##### THE DATA #####
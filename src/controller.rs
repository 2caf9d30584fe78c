use std::sync::Arc;
use chrono::{DateTime, Utc};
use tracing::{debug, error, info, warn};

use crate::api::client::ScrapeApi;
use crate::api::models::{ScrapeRequest, ScrapeResult, ScrapingType};
use crate::api::response::interpret_response;
use crate::config::Config;
use crate::error::ValidationError;
use crate::export::{export_file_name, export_json, EXPORTED};
use crate::notice::Notifier;
use crate::render::render;
use crate::view::{SharedView, View};

pub const API_UNHEALTHY: &str = "API is not responding properly";
pub const API_UNREACHABLE: &str = "Cannot connect to scraping server. Make sure the server is running.";

/// Raw form fields as the user left them.
#[derive(Debug, Clone, Default, PartialEq)]
pub struct FormInput {
    pub url: String,
    /// `None` when nothing (or nothing recognised) is selected.
    pub scraping_type: Option<ScrapingType>,
    pub custom_selector: String,
}

pub fn validate(input: &FormInput) -> Result<(), ValidationError> {
    let Some(kind) = input.scraping_type else {
        return Err(ValidationError::MissingFields);
    };
    if input.url.is_empty() {
        return Err(ValidationError::MissingFields);
    }
    if kind == ScrapingType::Custom && input.custom_selector.is_empty() {
        return Err(ValidationError::MissingSelector);
    }
    Ok(())
}

pub fn build_request(input: &FormInput) -> Result<ScrapeRequest, ValidationError> {
    validate(input)?;
    let scraping_type = input.scraping_type.ok_or(ValidationError::MissingFields)?;
    Ok(ScrapeRequest {
        url: input.url.clone(),
        scraping_type,
        custom_selector: (scraping_type == ScrapingType::Custom).then(|| input.custom_selector.clone()),
    })
}

pub fn success_message(result: &ScrapeResult) -> String {
    format!(
        "Successfully scraped {} items from {} in {}s",
        result.count, result.url, result.execution_time
    )
}

#[derive(Debug, Clone, Copy, PartialEq, Eq)]
pub enum Phase {
    Idle,
    Validating,
    Submitting,
}

#[derive(Debug, Clone, PartialEq)]
pub enum Command {
    SelectType(Option<ScrapingType>),
    Submit(FormInput),
    Export,
}

/// How a submission ended. Whatever the variant, the user has already been
/// told through a notice.
#[derive(Debug, Clone, PartialEq)]
pub enum Submission {
    Rejected(ValidationError),
    Succeeded { count: usize },
    Failed(String),
}

pub struct RequestController<A: ScrapeApi, V: View> {
    api: A,
    view: SharedView<V>,
    notifier: Notifier<V>,
    phase: Phase,
    current: Option<ScrapeResult>,
}

impl<A: ScrapeApi, V: View> RequestController<A, V> {
    pub fn new(api: A, view: SharedView<V>, config: &Config) -> Self {
        {
            let mut v = view.lock();
            v.set_loading(false);
            v.set_submit_enabled(true);
            v.set_custom_selector_visible(false);
            v.hide_results();
        }
        RequestController {
            notifier: Notifier::new(Arc::clone(&view), config),
            api,
            view,
            phase: Phase::Idle,
            current: None,
        }
    }

    pub fn phase(&self) -> Phase {
        self.phase
    }

    pub fn current_result(&self) -> Option<&ScrapeResult> {
        self.current.as_ref()
    }

    pub fn view(&self) -> &SharedView<V> {
        &self.view
    }

    /// Checks the API once. Problems are reported but never block use.
    pub async fn check_health(&self) -> bool {
        match self.api.health().await {
            Ok(report) if report.is_healthy() => {
                info!("API is healthy");
                true
            }
            Ok(report) => {
                warn!("API reported status {:?}", report.status);
                self.notifier.error(API_UNHEALTHY);
                false
            }
            Err(err) => {
                warn!("Health check failed: {}", err);
                self.notifier.error(API_UNREACHABLE);
                false
            }
        }
    }

    pub async fn dispatch(&mut self, command: Command) {
        match command {
            Command::SelectType(kind) => self.select_type(kind),
            Command::Submit(input) => {
                self.submit(&input).await;
            }
            Command::Export => {
                self.export();
            }
        }
    }

    pub fn select_type(&self, kind: Option<ScrapingType>) {
        self.view
            .lock()
            .set_custom_selector_visible(kind == Some(ScrapingType::Custom));
    }

    pub async fn submit(&mut self, input: &FormInput) -> Submission {
        self.phase = Phase::Validating;
        let request = match build_request(input) {
            Ok(request) => request,
            Err(err) => {
                debug!("Rejected form input: {}", err);
                self.notifier.error(&err.to_string());
                self.phase = Phase::Idle;
                return Submission::Rejected(err);
            }
        };

        self.notifier.clear();
        let busy = Busy::enter(&self.view, &mut self.phase);

        info!("Scraping {} ({})", request.url, request.scraping_type);
        let outcome = match self.api.scrape(&request).await {
            Ok(reply) => interpret_response(&reply),
            Err(err) => Err(err),
        };

        let submission = match outcome {
            Ok(result) => {
                let count = result.count;
                let message = success_message(&result);
                self.current.take();
                let shown = self.view.lock().show_results(&render(&result));
                self.current = Some(result);
                match shown {
                    Ok(()) => {
                        info!("{}", message);
                        self.notifier.success(&message);
                        Submission::Succeeded { count }
                    }
                    Err(err) => {
                        error!("Results could not be shown: {}", err);
                        let message = err.notice_message();
                        self.notifier.error(&message);
                        Submission::Failed(message)
                    }
                }
            }
            Err(err) => {
                error!("Scraping failed: {}", err);
                let message = err.notice_message();
                self.notifier.error(&message);
                Submission::Failed(message)
            }
        };

        drop(busy);
        submission
    }

    /// Exports the held result. Returns whether a file was handed out;
    /// without a held result nothing happens at all.
    pub fn export(&self) -> bool {
        self.export_at(Utc::now())
    }

    pub fn export_at(&self, now: DateTime<Utc>) -> bool {
        let Some(result) = &self.current else {
            debug!("Nothing to export");
            return false;
        };

        let file_name = export_file_name(now);
        let delivered = export_json(result).and_then(|json| self.view.lock().download(&file_name, &json));
        match delivered {
            Ok(()) => {
                info!("Exported {} items to {}", result.count, file_name);
                self.notifier.success(EXPORTED);
                true
            }
            Err(err) => {
                error!("Export failed: {}", err);
                self.notifier.error(&err.notice_message());
                false
            }
        }
    }
}

/// Loading indicator on, submit control off, results hidden and the phase
/// at `Submitting`, for as long as it lives. Dropping it restores the
/// controls and returns to `Idle` on every path out of a submission,
/// including a cancelled one.
struct Busy<'a, V: View> {
    view: &'a SharedView<V>,
    phase: &'a mut Phase,
}

impl<'a, V: View> Busy<'a, V> {
    fn enter(view: &'a SharedView<V>, phase: &'a mut Phase) -> Self {
        {
            let mut v = view.lock();
            v.hide_results();
            v.set_loading(true);
            v.set_submit_enabled(false);
        }
        *phase = Phase::Submitting;
        Busy { view, phase }
    }
}

impl<V: View> Drop for Busy<'_, V> {
    fn drop(&mut self) {
        let mut v = self.view.lock();
        v.set_loading(false);
        v.set_submit_enabled(true);
        *self.phase = Phase::Idle;
    }
}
#####
WHAT IS NEEDED: Work through the material above and count the lines that contain the word "None". Only the number is to be given.

PROBLEM SOLUTION: 2